The Dodge Brothers
John (1864-1920) and Horace (1868-1920) Dodge grew up in Niles, Michigan. During the late nineteenth century they worked as machinists at the Murphy Boiler Works in Detroit and at the Dominion Typograph Company in Windsor, Ontario. The brothers built the Evans and Dodge Bicycle in Windsor, then founded their own shop in Detroit in 1900. There they built transmissions and engines for Ransom Olds in 1901-1902. The Dodges were Henry Ford's leading parts supplier from 1903 to 1914. That year they built the first Dodge Brothers car.

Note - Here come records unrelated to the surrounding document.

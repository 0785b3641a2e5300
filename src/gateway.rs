use std::io;
use std::sync::Arc;

use async_trait::async_trait;
use futures::stream::{SplitSink, SplitStream};
use futures::{SinkExt, StreamExt};
use log::{debug, error};
use tokio::io::{AsyncWrite, AsyncWriteExt, ReadHalf, WriteHalf};
use tokio::net::TcpStream;
use tokio::sync::{mpsc, watch};
use tokio_tungstenite::tungstenite::handshake::server::{Request, Response};
use tokio_tungstenite::tungstenite::http::Uri;
use tokio_tungstenite::tungstenite::Message;
use tokio_tungstenite::{accept_hdr_async_with_config, WebSocketStream};

use crate::async_stream::AsyncStream;
use crate::command_reader::CommandReader;
use crate::config::{default_ws_config, Settings};
use crate::upstream::{init_session, UpstreamSession};

pub type WsStream = WebSocketStream<TcpStream>;

/// Framing used for commands relayed to the websocket peer. Fixed for the
/// whole bridged connection, selected from the upgrade request.
#[derive(Clone, Copy, Debug, Eq, PartialEq)]
pub enum MessageKind {
    Text,
    Binary,
}

/// Context of the upgrade request that opened the bridged connection.
pub struct ConnectRequest {
    pub uri: Uri,
}

/// Pluggable connect and error behavior, injected at gateway construction.
#[async_trait]
pub trait GatewayHooks: Send + Sync {
    /// Runs after the greeting exchange (and TLS upgrade, when enabled) and
    /// before the relay workers start. An error aborts the bridged
    /// connection and the partially built session is discarded.
    async fn handle_connect(
        &self,
        session: &mut UpstreamSession,
        request: &ConnectRequest,
        ws: &mut WsStream,
    ) -> io::Result<()>;

    fn on_error(&self, err: &io::Error);
}

/// Default behavior: forward the INFO command and let the client on the
/// other side do the CONNECT itself; errors go to the log.
pub struct DefaultHooks {
    trace: bool,
}

impl DefaultHooks {
    pub fn new(trace: bool) -> Self {
        Self { trace }
    }
}

#[async_trait]
impl GatewayHooks for DefaultHooks {
    async fn handle_connect(
        &self,
        session: &mut UpstreamSession,
        _request: &ConnectRequest,
        ws: &mut WsStream,
    ) -> io::Result<()> {
        let info_cmd = format!("INFO {}\r\n", session.server_info);
        if self.trace {
            debug!("<-- {}", info_cmd.trim_end());
        }
        ws.send(Message::text(info_cmd))
            .await
            .map_err(io::Error::other)
    }

    fn on_error(&self, err: &io::Error) {
        error!("{}", err);
    }
}

/// Bridges accepted websocket sessions to fresh NATS connections, one
/// bridged connection per call to `handle_connection`.
pub struct Gateway {
    settings: Settings,
    hooks: Arc<dyn GatewayHooks>,
}

impl Gateway {
    pub fn new(settings: Settings, hooks: Option<Arc<dyn GatewayHooks>>) -> Self {
        let hooks = hooks.unwrap_or_else(|| Arc::new(DefaultHooks::new(settings.trace)));
        Self { settings, hooks }
    }

    /// Runs one bridged connection to completion: websocket upgrade, NATS
    /// session setup, both relay directions, teardown. Failures are reported
    /// through the error hook; the websocket peer only ever observes its
    /// session closing.
    pub async fn handle_connection(&self, stream: TcpStream) {
        let ws_config = self.settings.ws_config.clone().unwrap_or_else(default_ws_config);

        let mut request_uri: Option<Uri> = None;
        let accept_result = accept_hdr_async_with_config(
            stream,
            |request: &Request, response: Response| {
                request_uri = Some(request.uri().clone());
                Ok(response)
            },
            Some(ws_config),
        )
        .await;
        let mut ws = match accept_result {
            Ok(ws) => ws,
            Err(e) => {
                self.hooks.on_error(&io::Error::other(e));
                return;
            }
        };

        let request = ConnectRequest {
            uri: request_uri.unwrap_or_default(),
        };
        let kind = message_kind_from_query(request.uri.query());

        let session =
            match init_session(&self.settings, self.hooks.as_ref(), &request, &mut ws).await {
                Ok(session) => session,
                Err(e) => {
                    self.hooks.on_error(&e);
                    return;
                }
            };

        self.bridge(ws, session, kind).await;
    }

    /// Runs both relay directions until either stops, then tears down both
    /// sides symmetrically.
    async fn bridge(&self, ws: WsStream, session: UpstreamSession, kind: MessageKind) {
        let UpstreamSession { stream, reader, .. } = session;
        let (upstream_read, upstream_write) = tokio::io::split(stream);
        let (ws_sink, ws_source) = ws.split();

        // Each worker signals completion exactly once, success or error. The
        // first signal stops the other direction; the second one means no
        // worker references the transports anymore.
        let (done_tx, mut done_rx) = mpsc::channel::<()>(2);
        let (stop_tx, stop_rx) = watch::channel(());

        let outbound = tokio::spawn(upstream_to_ws_worker(
            kind,
            reader,
            upstream_read,
            ws_sink,
            self.settings.trace,
            self.hooks.clone(),
            stop_rx.clone(),
            done_tx.clone(),
        ));
        let inbound = tokio::spawn(ws_to_upstream_worker(
            ws_source,
            upstream_write,
            self.settings.trace,
            self.hooks.clone(),
            stop_rx,
            done_tx,
        ));

        let _ = done_rx.recv().await;
        let _ = stop_tx.send(());
        let _ = done_rx.recv().await;

        // Both workers have exited and handed their halves back; close each
        // transport exactly once. Errors here mean the peer is already gone.
        if let (Ok((upstream_read, ws_sink)), Ok((ws_source, upstream_write))) =
            (outbound.await, inbound.await)
        {
            let mut upstream = upstream_read.unsplit(upstream_write);
            let _ = upstream.shutdown().await;
            if let Ok(mut ws) = ws_sink.reunite(ws_source) {
                let _ = ws.close(None).await;
            }
        }
        debug!("bridged connection closed");
    }
}

/// Query hint selecting the websocket framing: `mode=binary` selects binary
/// frames, anything else (or no query at all) selects text frames.
fn message_kind_from_query(query: Option<&str>) -> MessageKind {
    let query = match query {
        Some(query) => query,
        None => return MessageKind::Text,
    };
    for (key, value) in url::form_urlencoded::parse(query.as_bytes()) {
        if key == "mode" && value == "binary" {
            return MessageKind::Binary;
        }
    }
    MessageKind::Text
}

async fn upstream_to_ws_worker(
    kind: MessageKind,
    mut reader: CommandReader,
    mut upstream: ReadHalf<Box<dyn AsyncStream>>,
    mut ws_sink: SplitSink<WsStream, Message>,
    trace: bool,
    hooks: Arc<dyn GatewayHooks>,
    mut stop_rx: watch::Receiver<()>,
    done_tx: mpsc::Sender<()>,
) -> (ReadHalf<Box<dyn AsyncStream>>, SplitSink<WsStream, Message>) {
    loop {
        let keep_going = tokio::select! {
            biased;
            _ = stop_rx.changed() => false,
            keep_going = relay_upstream_command(
                kind,
                &mut reader,
                &mut upstream,
                &mut ws_sink,
                trace,
                hooks.as_ref(),
            ) => keep_going,
        };
        if !keep_going {
            break;
        }
    }
    let _ = done_tx.send(()).await;
    (upstream, ws_sink)
}

/// Relays one upstream command to the websocket peer. Returns false when
/// this direction is finished.
async fn relay_upstream_command(
    kind: MessageKind,
    reader: &mut CommandReader,
    upstream: &mut ReadHalf<Box<dyn AsyncStream>>,
    ws_sink: &mut SplitSink<WsStream, Message>,
    trace: bool,
    hooks: &dyn GatewayHooks,
) -> bool {
    let cmd = match reader.next_command(upstream).await {
        Ok(Some(cmd)) => cmd,
        // keepalive artifact, nothing to forward
        Ok(None) => return true,
        Err(e) => {
            hooks.on_error(&e);
            return false;
        }
    };
    if trace {
        debug!("<-- {}", String::from_utf8_lossy(&cmd));
    }
    let message = match kind {
        MessageKind::Binary => Message::binary(cmd),
        MessageKind::Text => match String::from_utf8(cmd) {
            Ok(text) => Message::text(text),
            Err(e) => {
                hooks.on_error(&io::Error::new(
                    io::ErrorKind::InvalidData,
                    format!("command does not fit a text frame: {}", e),
                ));
                return false;
            }
        },
    };
    match ws_sink.send(message).await {
        Ok(()) => true,
        Err(e) => {
            hooks.on_error(&io::Error::other(e));
            false
        }
    }
}

async fn ws_to_upstream_worker(
    mut ws_source: SplitStream<WsStream>,
    mut upstream: WriteHalf<Box<dyn AsyncStream>>,
    trace: bool,
    hooks: Arc<dyn GatewayHooks>,
    mut stop_rx: watch::Receiver<()>,
    done_tx: mpsc::Sender<()>,
) -> (SplitStream<WsStream>, WriteHalf<Box<dyn AsyncStream>>) {
    loop {
        let keep_going = tokio::select! {
            biased;
            _ = stop_rx.changed() => false,
            keep_going = relay_ws_message(
                &mut ws_source,
                &mut upstream,
                trace,
                hooks.as_ref(),
            ) => keep_going,
        };
        if !keep_going {
            break;
        }
    }
    let _ = done_tx.send(()).await;
    (ws_source, upstream)
}

/// Relays one websocket message to the upstream connection. Returns false
/// when this direction is finished.
async fn relay_ws_message(
    ws_source: &mut SplitStream<WsStream>,
    upstream: &mut WriteHalf<Box<dyn AsyncStream>>,
    trace: bool,
    hooks: &dyn GatewayHooks,
) -> bool {
    let message = match ws_source.next().await {
        Some(Ok(message)) => message,
        Some(Err(e)) => {
            hooks.on_error(&io::Error::other(e));
            return false;
        }
        None => return false,
    };
    let data = match message {
        Message::Text(_) | Message::Binary(_) => message.into_data(),
        Message::Close(_) => return false,
        // ping/pong and raw frames carry no protocol bytes
        _ => return true,
    };
    if trace {
        debug!("--> {}", String::from_utf8_lossy(&data));
    }
    match write_full(upstream, &data).await {
        Ok(()) => true,
        Err(e) => {
            hooks.on_error(&e);
            false
        }
    }
}

// A zero-length write surfaces as WriteZero, the short-write condition.
async fn write_full<W: AsyncWrite + Unpin>(writer: &mut W, data: &[u8]) -> io::Result<()> {
    writer.write_all(data).await?;
    writer.flush().await
}

#[cfg(test)]
mod tests {
    use super::*;

    #[test]
    fn message_kind_defaults_to_text() {
        assert_eq!(message_kind_from_query(None), MessageKind::Text);
        assert_eq!(message_kind_from_query(Some("")), MessageKind::Text);
        assert_eq!(
            message_kind_from_query(Some("mode=text")),
            MessageKind::Text
        );
        assert_eq!(
            message_kind_from_query(Some("mode=BINARY")),
            MessageKind::Text
        );
    }

    #[test]
    fn message_kind_binary_hint() {
        assert_eq!(
            message_kind_from_query(Some("mode=binary")),
            MessageKind::Binary
        );
        assert_eq!(
            message_kind_from_query(Some("a=b&mode=binary")),
            MessageKind::Binary
        );
    }
}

Dodge production ranked fourth among the 108 American car companies of the late 1910s. The brothers caught influenza at the New York Auto Show in 1920. Both died from the pandemic disease that year: John on January 14, and Horace on December 10.
Dodge Main
After operating two factories in Detroit's Greektown between 1900 and 1910, John and Horace Dodge bought a thirty-acre parcel on the east side of Joseph Campau Avenue, one-half mile south of here. In 1910 they opened a factory on the site to make parts for the Ford Motor Company. The Dodges began to make their own cars in 1914, and by 1920 employed some 17,000 people. By 1925 the sprawling plant was called "Dodge Main." When Walter Chrysler acquired Dodge in 1928, Dodge Main had 30,000 workers who made 230,000 cars annually. During the 1950s Dodge Main became exclusively an assembly plant with a smaller work force that turned out 600,000 cars each year. Fewer than 5,000 people worked at Dodge Main when the Chrysler Corporation closed it in 1980.